Aug 2 (Reuters) – Emerging market stocks lost 1.1% on Tuesday as China’s warnings over a likely US visit to Taiwan raised worries about worsening Sino-US relations.
Sources said US House of Representatives Speaker Nancy Pelosi was expected to arrive in Taipei later on Tuesday, which Beijing said would undermine the relationship between China and the United States as it challenges Beijing’s self-claimed sovereignty over Taiwan.
The White House said Beijing’s responses could include firing missiles near Taiwan, large-scale air or naval activities, among others.
MSCI’s index of emerging market stocks was set for its worst session in three weeks, with Chinese blue-chips down 2%, while Taiwan’s main index slid 1.6% to a two-week low.
Shares of Apple (AAPL) supplier Taiwan Semiconductor Manufacturing Co. dropped 2.4%.
Most benchmark stock indexes in emerging Europe and Africa slid between 0.2% and 1%. Western European shares fell, as did US stock futures.
“The focus is going to shift on what sort of response China may make and it’s really difficult to price that in because we’ve had really strong rhetoric from China but no specific details in terms of what sort of response it may make,” said Piotr Matys, senior FX analyst at InTouch Capital Markets.
“So we are in a sort of wait-and-see mode at the moment.”

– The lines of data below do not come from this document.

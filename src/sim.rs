use crate::config::Settings;
use crate::frame::FrameBuffer;
use crate::integrator::advance;
use crate::pendulum::{create_initial_state, PendulumFault, PendulumState};
use crate::render::Renderer;
use anyhow::Result;
use std::io::Write;
use std::sync::atomic::{AtomicBool, Ordering};
use std::sync::Arc;
use std::time::Duration;

/// Shared flag that ends [`Simulation::run`] at the next frame boundary.
#[derive(Clone, Debug, Default)]
pub(crate) struct StopSignal(Arc<AtomicBool>);

impl StopSignal {
    pub(crate) fn new() -> Self {
        Self::default()
    }
    pub(crate) fn stop(&self) {
        self.0.store(true, Ordering::Relaxed);
    }
    pub(crate) fn is_stopped(&self) -> bool {
        self.0.load(Ordering::Relaxed)
    }
}

/// Waits out the gap between frames.
pub(crate) trait Pacer {
    fn pause(&mut self, period: Duration, stop: &StopSignal) -> Result<()>;
}

/// Plain sleep, no input.
pub(crate) struct SleepPacer;

impl Pacer for SleepPacer {
    fn pause(&mut self, period: Duration, _stop: &StopSignal) -> Result<()> {
        std::thread::sleep(period);
        Ok(())
    }
}

pub(crate) struct Simulation {
    settings: Settings,
    state: PendulumState,
    buffer: FrameBuffer,
    renderer: Renderer,
    frames: u64,
    fault: Option<PendulumFault>,
}

impl Simulation {
    pub(crate) fn new(settings: Settings) -> Self {
        let state = create_initial_state(&settings);
        let buffer = FrameBuffer::new(settings.width, settings.height);
        let renderer = Renderer::new(&settings);
        Self {
            settings,
            state,
            buffer,
            renderer,
            frames: 0,
            fault: None,
        }
    }

    pub(crate) fn state(&self) -> &PendulumState {
        &self.state
    }

    pub(crate) fn frames(&self) -> u64 {
        self.frames
    }

    /// First numerical fault seen, if any. Reported, never corrected.
    pub(crate) fn fault(&self) -> Option<PendulumFault> {
        self.fault
    }

    /// Integrate one frame's worth of sub-steps.
    pub(crate) fn step_frame(&mut self) {
        let dt = self.settings.sub_step_secs();
        for _ in 0..self.settings.steps_per_frame {
            self.state = advance(self.state, dt);
        }
        self.frames += 1;

        if self.fault.is_none() {
            if let Err(fault) = self.state.check_finite() {
                tracing::warn!(frame = self.frames, %fault, "numerically unstable");
                self.fault = Some(fault);
            }
        }
    }

    /// Integrate and draw one frame.
    pub(crate) fn run_frame<W: Write>(&mut self, out: &mut W) -> Result<()> {
        self.step_frame();
        self.renderer.render(&self.state, &mut self.buffer, out)?;
        tracing::trace!(frame = self.frames, energy = self.state.energy(), "frame");
        Ok(())
    }

    /// {integrate, render, pause} until `stop` is raised.
    pub(crate) fn run<W: Write, P: Pacer>(
        &mut self,
        out: &mut W,
        pacer: &mut P,
        stop: &StopSignal,
    ) -> Result<()> {
        let period = self.settings.frame_period();
        while !stop.is_stopped() {
            self.run_frame(out)?;
            pacer.pause(period, stop)?;
        }
        tracing::info!(frames = self.frames, "simulation stopped");
        Ok(())
    }
}
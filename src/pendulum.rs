use crate::config::Settings;
use std::f32::consts::PI;
use thiserror::Error;

#[derive(Clone, Copy, Debug, Default, PartialEq)]
pub(crate) struct Vec2 {
    pub(crate) x: f32,
    pub(crate) y: f32,
}
impl Vec2 {
    pub(crate) fn new(x: f32, y: f32) -> Self {
        Self { x, y }
    }
    pub(crate) fn add(self, o: Self) -> Self {
        Self::new(self.x + o.x, self.y + o.y)
    }
    pub(crate) fn mul(self, k: f32) -> Self {
        Self::new(self.x * k, self.y * k)
    }
    /// Unit vector of an arm hanging at `angle` from straight down (y grows downward).
    pub(crate) fn from_angle(angle: f32) -> Self {
        Self::new(angle.sin(), angle.cos())
    }
}

/// Fixed physical parameters, set once when the pendulum is built.
#[derive(Clone, Copy, Debug, PartialEq)]
pub(crate) struct PendulumParams {
    pub(crate) hook: Vec2,
    pub(crate) gravity: f32,
    pub(crate) dampening: f32, // per sub-step multiplier on angular velocity
    pub(crate) length1: f32,
    pub(crate) length2: f32,
    pub(crate) mass1: f32,
    pub(crate) mass2: f32,
}

impl PendulumParams {
    /// Hook a quarter of the way across and a third of the way down, in whole cells.
    pub(crate) fn for_screen(width: usize, height: usize) -> Self {
        Self {
            hook: Vec2::new((width / 4) as f32, (height / 3) as f32),
            gravity: 9.81,
            dampening: 1.0,
            length1: 8.0,
            length2: 6.0,
            mass1: 4.0,
            mass2: 4.0,
        }
    }
}

#[derive(Debug, Error, Clone, Copy, PartialEq)]
pub(crate) enum PendulumFault {
    #[error("pendulum state is no longer finite (angles {angle1}, {angle2}; velocities {velocity1}, {velocity2})")]
    NonFinite {
        angle1: f32,
        angle2: f32,
        velocity1: f32,
        velocity2: f32,
    },
}

/// One snapshot of the double pendulum.
///
/// `bob1` and `bob2` are derived from the angles. Anything that changes an angle
/// goes through [`PendulumState::refresh_positions`] before the state is handed out.
#[derive(Clone, Copy, Debug, PartialEq)]
pub(crate) struct PendulumState {
    pub(crate) params: PendulumParams,
    pub(crate) angle1: f32,
    pub(crate) angle2: f32,
    pub(crate) angular_velocity1: f32,
    pub(crate) angular_velocity2: f32,
    pub(crate) bob1: Vec2,
    pub(crate) bob2: Vec2,
}

/// The starting pose: upper arm at 135°, lower arm horizontal, both at rest.
pub(crate) fn create_initial_state(settings: &Settings) -> PendulumState {
    let params = PendulumParams::for_screen(settings.width, settings.height);
    PendulumState::at_rest(params, 3.0 * PI / 4.0, 2.0 * PI / 4.0)
}

impl PendulumState {
    pub(crate) fn at_rest(params: PendulumParams, angle1: f32, angle2: f32) -> Self {
        let mut state = Self {
            params,
            angle1,
            angle2,
            angular_velocity1: 0.0,
            angular_velocity2: 0.0,
            bob1: params.hook,
            bob2: params.hook,
        };
        state.refresh_positions();
        state
    }

    /// Bob positions implied by the current angles.
    pub(crate) fn project(&self) -> (Vec2, Vec2) {
        let p = &self.params;
        let bob1 = p.hook.add(Vec2::from_angle(self.angle1).mul(p.length1));
        let bob2 = bob1.add(Vec2::from_angle(self.angle2).mul(p.length2));
        (bob1, bob2)
    }

    pub(crate) fn refresh_positions(&mut self) {
        let (bob1, bob2) = self.project();
        self.bob1 = bob1;
        self.bob2 = bob2;
    }

    /// Kinetic plus potential energy. Height is measured upward from the hook,
    /// so a bob below the hook has negative potential.
    pub(crate) fn energy(&self) -> f32 {
        let p = &self.params;
        let (a1, a2) = (self.angle1, self.angle2);
        let (w1, w2) = (self.angular_velocity1, self.angular_velocity2);

        let v1_sq = (p.length1 * w1).powi(2);
        let v2_sq = v1_sq
            + (p.length2 * w2).powi(2)
            + 2.0 * p.length1 * p.length2 * w1 * w2 * (a1 - a2).cos();
        let kinetic = 0.5 * p.mass1 * v1_sq + 0.5 * p.mass2 * v2_sq;

        let y1 = p.length1 * a1.cos();
        let y2 = y1 + p.length2 * a2.cos();
        let potential = -p.gravity * (p.mass1 * y1 + p.mass2 * y2);

        kinetic + potential
    }

    /// Reports a numerical blow-up. The integrator never calls this itself.
    pub(crate) fn check_finite(&self) -> Result<(), PendulumFault> {
        let all_finite = [
            self.angle1,
            self.angle2,
            self.angular_velocity1,
            self.angular_velocity2,
        ]
        .iter()
        .all(|v| v.is_finite());
        if all_finite {
            Ok(())
        } else {
            Err(PendulumFault::NonFinite {
                angle1: self.angle1,
                angle2: self.angle2,
                velocity1: self.angular_velocity1,
                velocity2: self.angular_velocity2,
            })
        }
    }
}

Global sentiment was already dour as weak factory activity data for July from China, Europe as well as the United States on Monday had heightened recession worries.
Michael Every, global strategist at Rabobank warned volatility would likely last far longer than this week with flows moving into safe haven currencies such as the dollar and yen.

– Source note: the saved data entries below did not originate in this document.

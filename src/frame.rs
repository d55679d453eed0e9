pub(crate) const BACKGROUND: char = ' ';

/// Fixed-size character grid, (0,0) top-left, row-major.
pub(crate) struct FrameBuffer {
    pub(crate) w: usize,
    pub(crate) h: usize,
    cells: Vec<char>,
}

impl FrameBuffer {
    pub(crate) fn new(w: usize, h: usize) -> Self {
        Self {
            w,
            h,
            cells: vec![BACKGROUND; w * h],
        }
    }

    pub(crate) fn clear(&mut self) {
        self.cells.fill(BACKGROUND);
    }

    #[allow(dead_code)]
    pub(crate) fn cell(&self, x: usize, y: usize) -> Option<char> {
        if x < self.w && y < self.h {
            Some(self.cells[y * self.w + x])
        } else {
            None
        }
    }

    /// Write `symbol` at (x, y). Both axes must be on the grid; anything else is
    /// dropped silently.
    pub(crate) fn plot(&mut self, x: i32, y: i32, symbol: char) {
        let x_ok = x >= 0 && (x as usize) < self.w;
        let y_ok = y >= 0 && (y as usize) < self.h;
        if !(x_ok && y_ok) {
            return;
        }
        let i = y as usize * self.w + x as usize;
        self.cells[i] = symbol;
    }

    pub(crate) fn rows(&self) -> impl Iterator<Item = &[char]> {
        self.cells.chunks(self.w.max(1))
    }
}
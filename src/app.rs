use crate::config::Settings;
use crate::sim::{SleepPacer, Simulation, StopSignal};
use crate::terminal::{KeyPacer, TerminalSession};
use anyhow::Result;
use std::io::{self, IsTerminal};
use tracing_subscriber::EnvFilter;

const DEFAULT_LOG: &str = "warn";

/// `RUST_LOG` if it parses, otherwise warnings only.
fn log_filter(directives: Option<&str>) -> EnvFilter {
    directives
        .and_then(|d| EnvFilter::try_new(d).ok())
        .unwrap_or_else(|| EnvFilter::new(DEFAULT_LOG))
}

pub(crate) fn run() -> Result<()> {
    // stdout carries the frames; diagnostics go to stderr
    let filter = log_filter(std::env::var(EnvFilter::DEFAULT_ENV).ok().as_deref());
    tracing_subscriber::fmt()
        .with_writer(io::stderr)
        .with_env_filter(filter)
        .init();

    let settings = Settings::default();
    let mut sim = Simulation::new(settings);
    let stop = StopSignal::new();
    tracing::info!("double pendulum starting");

    let res = if io::stdout().is_terminal() {
        let mut term = TerminalSession::begin()?;
        let res = sim.run(&mut term.writer(), &mut KeyPacer, &stop);
        term.end()?;
        res
    } else {
        // piped: plain frames forever, like the bare animation
        sim.run(&mut io::stdout().lock(), &mut SleepPacer, &stop)
    };

    if let Some(fault) = sim.fault() {
        tracing::warn!(%fault, "pendulum went non-finite during the run");
    }
    tracing::info!(
        frames = sim.frames(),
        energy = sim.state().energy(),
        "double pendulum finished"
    );
    res
}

MSCI’s index of developing world currencies was flat after a three-day rally.
“Asian currencies are more than likely going to be most vulnerable to risk aversion. To a less extent, central and eastern European currencies as they are not directly exposed (to Sino-U.S tensions),” said InTouch’s Matys.

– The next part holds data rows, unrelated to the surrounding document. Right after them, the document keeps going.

//! Filename sanitization for downloaded documents.

use thiserror::Error;

use super::path::last_path_segment;

/// Linux NAME_MAX in bytes.
const NAME_MAX: usize = 255;

/// Longest suffix (dot included) still treated as an extension. Anything
/// longer is part of the stem, so the cap below always leaves room for a stem.
const MAX_EXT_LEN: usize = 16;

/// Substrings stripped from the stem (the extension is re-appended afterwards).
const REDUNDANT_MARKERS: [&str; 2] = ["_pdf", "_zip"];

/// Why a URL could not be turned into a usable filename.
#[derive(Debug, Clone, PartialEq, Eq, Error)]
pub enum FilenameError {
    /// The URL has no parseable path to take a basename from.
    #[error("URL has no path segment to name the file after")]
    NoPath,
    /// Nothing alphanumeric survived sanitization.
    #[error("basename {basename:?} sanitizes to an empty name")]
    EmptyStem { basename: String },
}

/// Derives the on-disk filename for `url`.
///
/// The URL is lowercased and its last path segment, taken from the raw text,
/// is split into stem and extension. Every run of characters outside `[a-z0-9]` in the whole segment
/// becomes a single `_`, one leading `_` is dropped, and every `_pdf` / `_zip`
/// is removed before the extension is appended again. Query and fragment never
/// contribute to the name.
///
/// # Examples
///
/// - `https://site.test/a/Report.PDF` → `report.pdf`
/// - `https://other.test/x/doc.ZIP?v=1` → `doc.zip`
/// - `https://site.test/files/Annual%20Report-2023.pdf` → `annual_20report_2023.pdf`
/// - `https://site.test/files/Annual Report.pdf` → `annual_report.pdf`
pub fn sanitize_url_filename(url: &str) -> Result<String, FilenameError> {
    let lowered = url.to_lowercase();
    let basename = last_path_segment(&lowered).ok_or(FilenameError::NoPath)?;
    let ext = extension(&basename);

    let mut stem = replace_non_alnum_runs(&basename);
    stem = collapse_underscores(&stem);
    if let Some(rest) = stem.strip_prefix('_') {
        stem = rest.to_string();
    }
    for marker in REDUNDANT_MARKERS {
        stem = stem.replace(marker, "");
    }

    if stem.is_empty() {
        return Err(FilenameError::EmptyStem { basename });
    }

    truncate_stem(&mut stem, NAME_MAX - ext.len());
    stem.push_str(ext);
    Ok(stem)
}

/// Extension of a basename including the dot, or `""`. A bare trailing dot or
/// an over-long suffix is not an extension.
fn extension(basename: &str) -> &str {
    match basename.rfind('.') {
        Some(idx) if idx + 1 < basename.len() && basename.len() - idx <= MAX_EXT_LEN => {
            &basename[idx..]
        }
        _ => "",
    }
}

fn replace_non_alnum_runs(s: &str) -> String {
    let mut out = String::with_capacity(s.len());
    let mut in_run = false;
    for c in s.chars() {
        if c.is_ascii_lowercase() || c.is_ascii_digit() {
            out.push(c);
            in_run = false;
        } else if !in_run {
            out.push('_');
            in_run = true;
        }
    }
    out
}

fn collapse_underscores(s: &str) -> String {
    let mut out = String::with_capacity(s.len());
    let mut prev_underscore = false;
    for c in s.chars() {
        if c == '_' {
            if !prev_underscore {
                out.push(c);
            }
            prev_underscore = true;
        } else {
            out.push(c);
            prev_underscore = false;
        }
    }
    out
}

fn truncate_stem(stem: &mut String, max: usize) {
    if stem.len() <= max {
        return;
    }
    let mut take = max;
    while take > 0 && !stem.is_char_boundary(take) {
        take -= 1;
    }
    stem.truncate(take);
}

But on the day, the Chinese yuan rebounded after hitting an 11-week low, while the Indian rupee extended gains to hit five-week highs.
“The price action indicates how difficult it is for investors to price in the risk.”
As the euro slipped, Hungary’s forint rallied 1.0%.
The rise in tension comes as the Biden administration debates whether to lift some tariffs on Chinese goods that were imposed under former President Donald Trump.
The tariff war that began in 2018 had slowed global growth and disrupted supply chains. Emerging market stocks fell almost 17% in 2018, while currencies dropped nearly 4%.